- _EXERCISE MATERIALS_
* * * * * * *

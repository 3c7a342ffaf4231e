//! Per-account task loop.
//!
//! Each pass of the loop:
//! 1. Optionally checks connectivity (waits and starts over on failure)
//! 2. Logs in again if there is no token or its lifetime has elapsed
//! 3. Runs one cycle: read storage → collect → read upgrades → buy pickaxe
//! 4. Saves the account snapshot and sleeps until the next cycle
//!
//! Failing to obtain init data or exhausting the login retries ends the
//! loop; any other failed call is logged and the cycle moves on.

use std::path::PathBuf;
use std::time::Duration;

use chrono::Utc;
use tracing::{debug, error, info, warn};

use super::state::{AccountSnapshot, TokenState};
use crate::config::{MinerSettings, Task};
use crate::game::types::MIN_COLLECT_AMOUNT;
use crate::game::{GameApi, RetryPolicy};
use crate::telegram::{BootstrapError, InitDataSource};

/// Wait after a failed connectivity check.
const CONNECTIVITY_COOLDOWN: Duration = Duration::from_secs(150);

/// Pause after the session check, before the cycle starts.
const SESSION_SETTLE: Duration = Duration::from_secs(3);

/// Why an account loop stopped.
#[derive(Debug)]
pub enum RunExit {
    /// Init data could not be obtained from Telegram.
    Bootstrap(BootstrapError),
    /// The game login failed on every attempt.
    LoginFailed,
}

impl std::fmt::Display for RunExit {
    fn fmt(&self, f: &mut std::fmt::Formatter<'_>) -> std::fmt::Result {
        match self {
            Self::Bootstrap(e) => write!(f, "session bootstrap failed: {e}"),
            Self::LoginFailed => write!(f, "login failed after max retries"),
        }
    }
}

/// Outcome of a single cycle.
#[derive(Debug, Clone, Default, PartialEq)]
pub struct CycleReport {
    /// Miner storage read at the start of the cycle.
    pub miner_balance: Option<f64>,
    /// Storage reported by a successful collect.
    pub collected: Option<f64>,
    /// Latest GOLT wallet balance seen.
    pub golt_balance: Option<f64>,
    /// Whether a pickaxe upgrade was bought.
    pub upgraded: bool,
    /// New pickaxe level, if the game reported one.
    pub pickaxe_level: Option<u32>,
    /// False when the cycle stopped early because storage was unreadable.
    pub completed: bool,
}

/// Runs the task loop for one account.
pub struct MinerRunner<A, S> {
    name: String,
    api: A,
    source: S,
    settings: MinerSettings,
    retry: RetryPolicy,
    token: Option<TokenState>,
    snapshot: AccountSnapshot,
    snapshot_path: Option<PathBuf>,
}
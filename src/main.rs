//! LumCity Bot - Main Entry Point
//!
//! Runs the LumCity mini-app task loop for every authorized Telegram
//! session found in the sessions directory.

use std::sync::Arc;

use anyhow::{Context, Result, bail};
use clap::Parser;
use dialoguer::{Input, Password};
use tokio::task::JoinSet;
use tracing::{Instrument, debug, error, info, info_span, warn};
use tracing_subscriber::EnvFilter;

use lumcity_bot::config::{MinerSettings, TelegramConfig};
use lumcity_bot::game::GameClient;
use lumcity_bot::miner::MinerRunner;
use lumcity_bot::telegram::{TelegramBot, TelegramError, WebAppLauncher};

/// Telegram mini-app automation for the LumCity miner game.
#[derive(Parser, Debug)]
#[command(name = "lumcity_bot")]
#[command(about = "Collect and upgrade in the LumCity mini-app on a timer")]
#[command(version)]
struct Args {
    /// Path to the .env file for environment variables.
    #[arg(long, default_value = ".env")]
    env_file: String,

    /// Log level (trace, debug, info, warn, error).
    #[arg(short, long, default_value = "info")]
    log_level: String,

    /// Authorize a new session file with this name and exit.
    #[arg(long, value_name = "NAME")]
    login: Option<String>,

    /// Only run the session with this name.
    #[arg(short, long, value_name = "NAME", conflicts_with = "login")]
    session: Option<String>,
}

#[tokio::main]
async fn main() -> Result<()> {
    let args = Args::parse();

    init_logging(&args.log_level);

    if let Err(e) = dotenvy::from_filename(&args.env_file) {
        debug!("Could not load .env file ({}): {}", args.env_file, e);
    }

    let tg_config = TelegramConfig::from_env()
        .context("Failed to load Telegram configuration from environment")?;

    if let Some(name) = args.login {
        return login_session(&tg_config, &name).await;
    }

    let settings =
        MinerSettings::from_env().context("Failed to load bot settings from environment")?;

    let names = match args.session {
        Some(name) => vec![name],
        None => tg_config.session_names().with_context(|| {
            format!("Failed to list sessions in {}", tg_config.sessions_dir.display())
        })?,
    };

    if names.is_empty() {
        bail!(
            "No sessions found in {}. Create one with --login <NAME>.",
            tg_config.sessions_dir.display()
        );
    }

    let mut accounts = JoinSet::new();
    let mut bots = Vec::new();

    for name in names {
        let bot = match connect_account(&tg_config, &name).await {
            Ok(bot) => Arc::new(bot),
            Err(e) => {
                error!("{} | Skipping account: {:#}", name, e);
                continue;
            }
        };
        bots.push(Arc::clone(&bot));

        let api = GameClient::new(settings.api_base.clone())
            .context("Failed to build HTTP client")?;
        let snapshot_path = settings.state_dir.join(format!("{name}.json"));
        let mut runner = MinerRunner::new(
            name.clone(),
            api,
            WebAppLauncher::new(bot),
            settings.clone(),
        )
        .with_snapshot_path(snapshot_path);

        let span = info_span!("account", session = %name);
        accounts.spawn(async move { runner.run().await }.instrument(span));
    }

    if accounts.is_empty() {
        bail!("No account could be started");
    }

    info!("Running {} account(s). Use Ctrl+C to stop.", accounts.len());

    let interrupted = tokio::select! {
        _ = tokio::signal::ctrl_c() => true,
        () = drain(&mut accounts) => false,
    };

    if interrupted {
        info!("Received Ctrl+C, shutting down...");
        accounts.abort_all();
    } else {
        warn!("All accounts stopped");
    }

    for bot in bots {
        bot.disconnect();
    }

    Ok(())
}

/// Waits for every account task to finish, logging how each one ended.
async fn drain(accounts: &mut JoinSet<lumcity_bot::miner::RunExit>) {
    while let Some(result) = accounts.join_next().await {
        match result {
            Ok(exit) => warn!("Account loop ended: {}", exit),
            Err(e) => error!("Account task panicked: {}", e),
        }
    }
}

/// Initializes the logging subsystem.
fn init_logging(level: &str) {
    let filter = EnvFilter::try_from_default_env().unwrap_or_else(|_| EnvFilter::new(level));

    tracing_subscriber::fmt()
        .with_env_filter(filter)
        .with_target(false)
        .init();
}

/// Connects an existing session and makes sure it is authorized.
async fn connect_account(config: &TelegramConfig, name: &str) -> Result<TelegramBot> {
    let path = config.session_path(name);
    if !path.exists() {
        bail!("session file {} not found", path.display());
    }

    let bot = TelegramBot::connect(&path, config.api_id)
        .await
        .context("Failed to connect to Telegram")?;

    if !bot.is_authorized().await? {
        bot.disconnect();
        return Err(TelegramError::NotAuthorized.into());
    }

    match bot.me().await {
        Ok(me) => info!(
            "{} | Logged in as {} {} (@{}, id {})",
            name, me.first_name, me.last_name, me.username, me.id
        ),
        Err(e) => warn!("{} | Could not fetch account info: {}", name, e),
    }

    Ok(bot)
}

/// Creates or re-authorizes a session file interactively.
async fn login_session(config: &TelegramConfig, name: &str) -> Result<()> {
    let path = config.session_path(name);
    let bot = TelegramBot::connect(&path, config.api_id)
        .await
        .context("Failed to connect to Telegram")?;

    if bot.is_authorized().await.context("Failed to check authorization")? {
        info!("Session {} is already authorized", name);
        bot.disconnect();
        return Ok(());
    }

    let phone: String = Input::new()
        .with_prompt("Enter your phone number (with country code)")
        .interact_text()?;

    let token = bot
        .request_login_code(&phone, &config.api_hash)
        .await
        .context("Failed to request login code")?;

    info!("Login code sent to your Telegram app");

    let code: String = Input::new()
        .with_prompt("Enter the login code")
        .interact_text()?;

    match bot.sign_in(&token, &code).await {
        Ok(()) => {}
        Err(TelegramError::PasswordRequired(password_token)) => {
            info!("Two-factor authentication is enabled");

            let hint = password_token.hint().unwrap_or("no hint");
            info!("Password hint: {}", hint);

            let password: String = Password::new()
                .with_prompt("Enter your 2FA password")
                .interact()?;

            bot.check_password(password_token, &password)
                .await
                .context("2FA authentication failed")?;
        }
        Err(e) => return Err(e).context("Authentication failed"),
    }

    info!("Session saved to {}", path.display());
    bot.disconnect();
    Ok(())
}
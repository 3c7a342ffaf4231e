//! Source of fresh mini-app init data for the game login.

use std::future::Future;
use std::sync::Arc;
use std::time::Duration;

use thiserror::Error;
use tracing::{debug, warn};

use super::webapp::{self, WebAppError};
use super::{TelegramBot, TelegramError};
use crate::config::{GAME_BOT_USERNAME, GAME_WEB_APP_URL};

/// Errors while bootstrapping a mini-app session.
#[derive(Debug, Error)]
pub enum BootstrapError {
    #[error(transparent)]
    Telegram(#[from] TelegramError),

    #[error(transparent)]
    WebApp(#[from] WebAppError),
}

/// Anything that can hand out signed init data for the game backend.
pub trait InitDataSource {
    fn init_data(&self) -> impl Future<Output = Result<String, BootstrapError>> + Send;
}

/// Opens a bot's mini-app and returns the launch URL.
pub trait WebViewSource {
    fn request_web_view(
        &self,
        bot_username: &str,
        url: &str,
    ) -> impl Future<Output = Result<String, TelegramError>> + Send;
}

impl WebViewSource for TelegramBot {
    async fn request_web_view(&self, bot_username: &str, url: &str) -> Result<String, TelegramError> {
        Self::request_web_view(self, bot_username, url).await
    }
}

/// Opens the game mini-app through a logged-in Telegram account.
#[derive(Debug)]
pub struct WebAppLauncher<V = TelegramBot> {
    bot: Arc<V>,
    bot_username: String,
    url: String,
}

impl<V: WebViewSource + Sync + Send> WebAppLauncher<V> {
    /// Creates a launcher for the game bot.
    #[must_use]
    pub fn new(bot: Arc<V>) -> Self {
        Self {
            bot,
            bot_username: GAME_BOT_USERNAME.to_owned(),
            url: GAME_WEB_APP_URL.to_owned(),
        }
    }

    /// Requests the launch URL, sleeping through at most one flood wait.
    async fn launch_url(&self) -> Result<String, TelegramError> {
        match self.bot.request_web_view(&self.bot_username, &self.url).await {
            Err(TelegramError::FloodWait(seconds)) => {
                warn!("Flood wait from Telegram: sleeping {} seconds", seconds);
                tokio::time::sleep(Duration::from_secs(u64::from(seconds))).await;
                self.bot.request_web_view(&self.bot_username, &self.url).await
            }
            other => other,
        }
    }
}

impl<V: WebViewSource + Sync + Send> InitDataSource for WebAppLauncher<V> {
    async fn init_data(&self) -> Result<String, BootstrapError> {
        let launch_url = self.launch_url().await?;
        let init_data = webapp::extract_init_data(&launch_url)?;

        match webapp::init_data_user(&init_data) {
            Ok(user) => debug!(
                "Init data issued for user {} (@{})",
                user.id,
                user.username.as_deref().unwrap_or("-")
            ),
            Err(e) => debug!("Init data carries no readable user: {}", e),
        }

        Ok(init_data)
    }
}
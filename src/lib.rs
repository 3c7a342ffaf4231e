//! LumCity Bot Library
//!
//! Automates the LumCity Telegram mini-app for one or more accounts.
//!
//! This crate provides the core functionality for:
//! - Loading task-loop settings and Telegram credentials from the environment
//! - Opening the game mini-app via `MTProto` and extracting its init data
//! - Talking to the game's REST backend with bounded retries
//! - Running the per-account collect/upgrade loop

pub mod config;
pub mod game;
pub mod miner;
pub mod telegram;
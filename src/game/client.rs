//! HTTP client for the game backend.

use std::future::Future;
use std::time::Duration;

use reqwest::header::{self, HeaderMap, HeaderValue};
use reqwest::{Response, StatusCode};
use serde::de::DeserializeOwned;
use thiserror::Error;
use tracing::{debug, trace};

use super::types::{
    Balances, BuyUpgradeRequest, BuyUpgradeResponse, Collected, IpInfo, LoginResponse,
    MinerStorage, MinerUpgrades,
};

/// Endpoint used for the optional connectivity check.
const IP_INFO_URL: &str = "https://ipinfo.io/json";

const REQUEST_TIMEOUT: Duration = Duration::from_secs(30);
const CONNECTIVITY_TIMEOUT: Duration = Duration::from_secs(5);

/// Errors returned by the game backend client.
#[derive(Debug, Error)]
pub enum GameError {
    #[error("HTTP request failed: {0}")]
    Http(#[from] reqwest::Error),

    #[error("Invalid response body: {0}")]
    Decode(#[from] serde_json::Error),

    #[error("Login rejected, no access token in response: {0}")]
    MissingToken(String),

    #[error("Request rejected with status {status}: {body}")]
    Rejected { status: StatusCode, body: String },

    #[error("Unexpected response: {0}")]
    Unexpected(String),
}

impl GameError {
    /// Whether repeating the same request may succeed.
    ///
    /// Transport failures, error statuses and malformed bodies are retried;
    /// an explicit refusal from the game is not.
    #[must_use]
    pub const fn is_retryable(&self) -> bool {
        !matches!(self, Self::MissingToken(_) | Self::Rejected { .. })
    }
}

/// The calls the task loop makes against the game.
pub trait GameApi {
    /// Exchanges Telegram init data for a bearer token.
    fn login(&self, init_data: &str) -> impl Future<Output = Result<String, GameError>> + Send;

    /// Attaches the bearer token to subsequent requests.
    fn authorize(&mut self, token: &str);

    /// Drops the bearer token.
    fn clear_authorization(&mut self);

    /// Reads the uncollected miner storage.
    fn miner_storage(&self) -> impl Future<Output = Result<MinerStorage, GameError>> + Send;

    /// Moves the miner storage into the wallet.
    fn collect(&self) -> impl Future<Output = Result<Collected, GameError>> + Send;

    /// Reads the GOLT wallet balance.
    fn golt_balance(&self) -> impl Future<Output = Result<f64, GameError>> + Send;

    /// Lists the available miner upgrades.
    fn upgrades(&self) -> impl Future<Output = Result<MinerUpgrades, GameError>> + Send;

    /// Buys the next pickaxe level, returning the new level if reported.
    fn buy_pickaxe(&self) -> impl Future<Output = Result<Option<u32>, GameError>> + Send;

    /// Checks outbound connectivity.
    fn check_connectivity(&self) -> impl Future<Output = Result<IpInfo, GameError>> + Send;
}

/// reqwest-backed [`GameApi`] implementation.
#[derive(Debug, Clone)]
pub struct GameClient {
    http: reqwest::Client,
    base_url: String,
    token: Option<String>,
}

impl GameClient {
    /// Creates a client for the backend at `base_url`.
    ///
    /// # Errors
    ///
    /// Returns an error if the underlying HTTP client cannot be built.
    pub fn new(base_url: impl Into<String>) -> Result<Self, GameError> {
        let mut headers = HeaderMap::new();
        headers.insert(header::ACCEPT, HeaderValue::from_static("application/json"));
        headers.insert(header::ORIGIN, HeaderValue::from_static("https://lumcity.app"));
        headers.insert(header::REFERER, HeaderValue::from_static("https://lumcity.app/"));

        let http = reqwest::Client::builder()
            .default_headers(headers)
            .user_agent(concat!(env!("CARGO_PKG_NAME"), "/", env!("CARGO_PKG_VERSION")))
            .timeout(REQUEST_TIMEOUT)
            .build()?;

        Ok(Self {
            http,
            base_url: base_url.into().trim_end_matches('/').to_owned(),
            token: None,
        })
    }

    /// Whether a bearer token is currently attached.
    #[must_use]
    pub const fn is_authorized(&self) -> bool {
        self.token.is_some()
    }

    fn endpoint(&self, path: &str) -> String {
        format!("{}{}", self.base_url, path)
    }

    fn get(&self, path: &str) -> reqwest::RequestBuilder {
        self.with_auth(self.http.get(self.endpoint(path)))
    }

    fn post(&self, path: &str) -> reqwest::RequestBuilder {
        self.with_auth(self.http.post(self.endpoint(path)))
    }

    fn with_auth(&self, request: reqwest::RequestBuilder) -> reqwest::RequestBuilder {
        match &self.token {
            Some(token) => request.bearer_auth(token),
            None => request,
        }
    }
}

/// Fails on error statuses, then decodes the body as JSON.
async fn read_json<T: DeserializeOwned>(response: Response) -> Result<(StatusCode, T), GameError> {
    let response = response.error_for_status()?;
    let status = response.status();
    let body = response.text().await?;
    trace!("{} body: {}", status, body);
    Ok((status, serde_json::from_str(&body)?))
}

/// Reads the bearer token out of a `/jwt/token` body.
fn token_from(body: String) -> Result<String, GameError> {
    let parsed: LoginResponse = serde_json::from_str(&body)?;
    parsed
        .access_token
        .filter(|t| !t.is_empty())
        .ok_or(GameError::MissingToken(body))
}

/// Only `201 Created` means the storage was moved.
fn collected_from(status: StatusCode, body: String) -> Result<Collected, GameError> {
    if status != StatusCode::CREATED {
        return Err(GameError::Rejected { status, body });
    }
    Ok(serde_json::from_str(&body)?)
}

/// A purchase counts only with `201 Created` and `"success": true`.
fn pickaxe_from(status: StatusCode, body: String) -> Result<Option<u32>, GameError> {
    if status == StatusCode::CREATED
        && let Ok(parsed) = serde_json::from_str::<BuyUpgradeResponse>(&body)
        && parsed.success
    {
        return Ok(parsed.pickaxe_level);
    }
    Err(GameError::Rejected { status, body })
}

impl GameApi for GameClient {
    async fn login(&self, init_data: &str) -> Result<String, GameError> {
        let url = format!("{}?{}", self.endpoint("/jwt/token"), init_data);
        let response = self.http.get(url).send().await?.error_for_status()?;
        token_from(response.text().await?)
    }

    fn authorize(&mut self, token: &str) {
        self.token = Some(token.to_owned());
    }

    fn clear_authorization(&mut self) {
        self.token = None;
    }

    async fn miner_storage(&self) -> Result<MinerStorage, GameError> {
        let response = self.get("/miner/storage/balance/").send().await?;
        Ok(read_json(response).await?.1)
    }

    async fn collect(&self) -> Result<Collected, GameError> {
        let response = self
            .post("/miner/")
            .json(&serde_json::json!({}))
            .send()
            .await?
            .error_for_status()?;

        let status = response.status();
        collected_from(status, response.text().await?)
    }

    async fn golt_balance(&self) -> Result<f64, GameError> {
        let response = self.get("/balance/all").send().await?;
        let (_, balances): (_, Balances) = read_json(response).await?;
        balances
            .golt()
            .ok_or_else(|| GameError::Unexpected("no GOLT entry in /balance/all".to_owned()))
    }

    async fn upgrades(&self) -> Result<MinerUpgrades, GameError> {
        let response = self.get("/miner-upgrades/all-upgrades").send().await?;
        Ok(read_json(response).await?.1)
    }

    async fn buy_pickaxe(&self) -> Result<Option<u32>, GameError> {
        let response = self
            .post("/miner-upgrades/buy")
            .json(&BuyUpgradeRequest::PICKAXE)
            .send()
            .await?
            .error_for_status()?;

        let status = response.status();
        let level = pickaxe_from(status, response.text().await?)?;
        debug!("Pickaxe bought, level {:?}", level);
        Ok(level)
    }

    async fn check_connectivity(&self) -> Result<IpInfo, GameError> {
        let response = self
            .http
            .get(IP_INFO_URL)
            .timeout(CONNECTIVITY_TIMEOUT)
            .send()
            .await?;
        Ok(read_json(response).await?.1)
    }
}

#[cfg(test)]
mod tests {
    use super::*;

    #[test]
    fn test_endpoint_strips_trailing_slash() {
        let client = GameClient::new("https://back.example/").unwrap();
        assert_eq!(client.endpoint("/balance/all"), "https://back.example/balance/all");
    }

    #[test]
    fn test_authorize_and_clear() {
        let mut client = GameClient::new("https://back.example").unwrap();
        assert!(!client.is_authorized());
        client.authorize("jwt");
        assert!(client.is_authorized());
        client.clear_authorization();
        assert!(!client.is_authorized());
    }

    #[test]
    fn test_rejections_are_not_retryable() {
        assert!(!GameError::MissingToken("{}".to_owned()).is_retryable());
        assert!(
            !GameError::Rejected {
                status: StatusCode::OK,
                body: String::new()
            }
            .is_retryable()
        );
        assert!(GameError::Unexpected("x".to_owned()).is_retryable());
        let decode = serde_json::from_str::<serde_json::Value>("{").unwrap_err();
        assert!(GameError::Decode(decode).is_retryable());
    }

    #[test]
    fn test_login_body_classification() {
        assert_eq!(token_from(r#"{"accessToken":"jwt"}"#.to_owned()).unwrap(), "jwt");
        assert!(matches!(
            token_from(r#"{"message":"bad hash"}"#.to_owned()),
            Err(GameError::MissingToken(body)) if body.contains("bad hash")
        ));
        assert!(matches!(
            token_from(r#"{"accessToken":""}"#.to_owned()),
            Err(GameError::MissingToken(_))
        ));
        assert!(matches!(token_from("<html>".to_owned()), Err(GameError::Decode(_))));
    }

    #[test]
    fn test_collect_requires_created() {
        let collected = collected_from(StatusCode::CREATED, r#"{"storage":"0.75"}"#.to_owned()).unwrap();
        assert!((collected.storage - 0.75).abs() < f64::EPSILON);

        let err = collected_from(StatusCode::OK, r#"{"storage":"0.75"}"#.to_owned()).unwrap_err();
        assert!(matches!(err, GameError::Rejected { status, .. } if status == StatusCode::OK));
        assert!(!err.is_retryable());

        assert!(matches!(
            collected_from(StatusCode::CREATED, "{}".to_owned()),
            Err(GameError::Decode(_))
        ));
    }

    #[test]
    fn test_pickaxe_purchase_classification() {
        assert_eq!(
            pickaxe_from(StatusCode::CREATED, r#"{"success":true,"pickaxeLevel":4}"#.to_owned()).unwrap(),
            Some(4)
        );
        assert_eq!(
            pickaxe_from(StatusCode::CREATED, r#"{"success":true}"#.to_owned()).unwrap(),
            None
        );
        assert!(matches!(
            pickaxe_from(StatusCode::CREATED, r#"{"success":false}"#.to_owned()),
            Err(GameError::Rejected { status, .. }) if status == StatusCode::CREATED
        ));
        assert!(matches!(
            pickaxe_from(StatusCode::OK, r#"{"success":true,"pickaxeLevel":4}"#.to_owned()),
            Err(GameError::Rejected { status, .. }) if status == StatusCode::OK
        ));
        assert!(matches!(
            pickaxe_from(StatusCode::CREATED, "not json".to_owned()),
            Err(GameError::Rejected { .. })
        ));
    }
}
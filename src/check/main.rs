//! Standalone checker for the bot's environment configuration.
//!
//! Loads the same `.env` file the bot would, resolves every setting and
//! lists the session files that would be started.

use std::process::ExitCode;

use clap::Parser;

use lumcity_bot::config::{MinerSettings, Task, TelegramConfig};

/// Environment configuration checker.
#[derive(Parser, Debug)]
#[command(name = "check_settings")]
#[command(about = "Validates the environment configuration of the LumCity bot")]
#[command(version)]
struct Args {
    /// Path to the .env file for environment variables.
    #[arg(long, default_value = ".env")]
    env_file: String,
}

fn main() -> ExitCode {
    let args = Args::parse();

    match dotenvy::from_filename(&args.env_file) {
        Ok(_) => println!("Loaded: {}", args.env_file),
        Err(e) => println!("Could not load {} ({e}), using process environment", args.env_file),
    }
    println!();

    let mut errors = 0;

    match TelegramConfig::from_env() {
        Ok(tg) => {
            println!("✓ Telegram API id: {}", tg.api_id);
            match tg.session_names() {
                Ok(names) if names.is_empty() => {
                    println!("  ⚠ No session files in {}", tg.sessions_dir.display());
                }
                Ok(names) => println!("  Sessions: {}", names.join(", ")),
                Err(e) => println!("  ⚠ Cannot read {}: {e}", tg.sessions_dir.display()),
            }
        }
        Err(e) => {
            errors += 1;
            println!("✗ Telegram: {e}");
        }
    }

    match MinerSettings::from_env() {
        Ok(s) => print_settings(&s),
        Err(e) => {
            errors += 1;
            println!("✗ Settings: {e}");
        }
    }

    println!();
    if errors == 0 {
        println!("✓ Configuration is valid");
        ExitCode::SUCCESS
    } else {
        println!("✗ Configuration has {errors} error(s)");
        ExitCode::FAILURE
    }
}

fn print_settings(s: &MinerSettings) {
    println!("✓ Settings:");
    println!(
        "  Start delay:     {}",
        if s.use_random_delay_in_run {
            s.random_delay_in_run.to_string()
        } else {
            "off".to_owned()
        }
    );
    println!("  Max retries:     {} (delay {})", s.max_retries, s.retry_delay);
    println!("  Action delay:    {}s", s.action_delay_secs);
    println!("  Cycle interval:  {}s", s.cycle_interval_secs);
    println!("  Error cooldown:  {}s", s.error_cooldown_secs);
    println!("  Token lifetime:  {}", s.token_lifetime);
    println!("  Connectivity:    {}", if s.check_connectivity { "checked" } else { "not checked" });
    println!("  API base:        {}", s.api_base);
    println!("  State dir:       {}", s.state_dir.display());

    for task in [Task::Collect, Task::Upgrade] {
        let mark = if s.is_enabled(task) { "on" } else { "blacklisted" };
        println!("  Task {task:<10} {mark}");
    }
}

* * * * * * *

- _EXERCISE BRIEF_
What you return should be the lines from the beginning of the records through the one that contains "the cycle starts.", repeated exactly and with no additions.

- _ANSWER FOR THE TASK_
repository 3c7a342ffaf4231e
//! Per-account task loop.
//!
//! Each pass of the loop:
//! 1. Optionally checks connectivity (waits and starts over on failure)
//! 2. Logs in again if there is no token or its lifetime has elapsed
//! 3. Runs one cycle: read storage → collect → read upgrades → buy pickaxe
//! 4. Saves the account snapshot and sleeps until the next cycle
//!
//! Failing to obtain init data or exhausting the login retries ends the
//! loop; any other failed call is logged and the cycle moves on.

use std::path::PathBuf;
use std::time::Duration;

use chrono::Utc;
use tracing::{debug, error, info, warn};

use super::state::{AccountSnapshot, TokenState};
use crate::config::{MinerSettings, Task};
use crate::game::types::MIN_COLLECT_AMOUNT;
use crate::game::{GameApi, RetryPolicy};
use crate::telegram::{BootstrapError, InitDataSource};

/// Wait after a failed connectivity check.
const CONNECTIVITY_COOLDOWN: Duration = Duration::from_secs(150);

/// Pause after the session check, before the cycle starts.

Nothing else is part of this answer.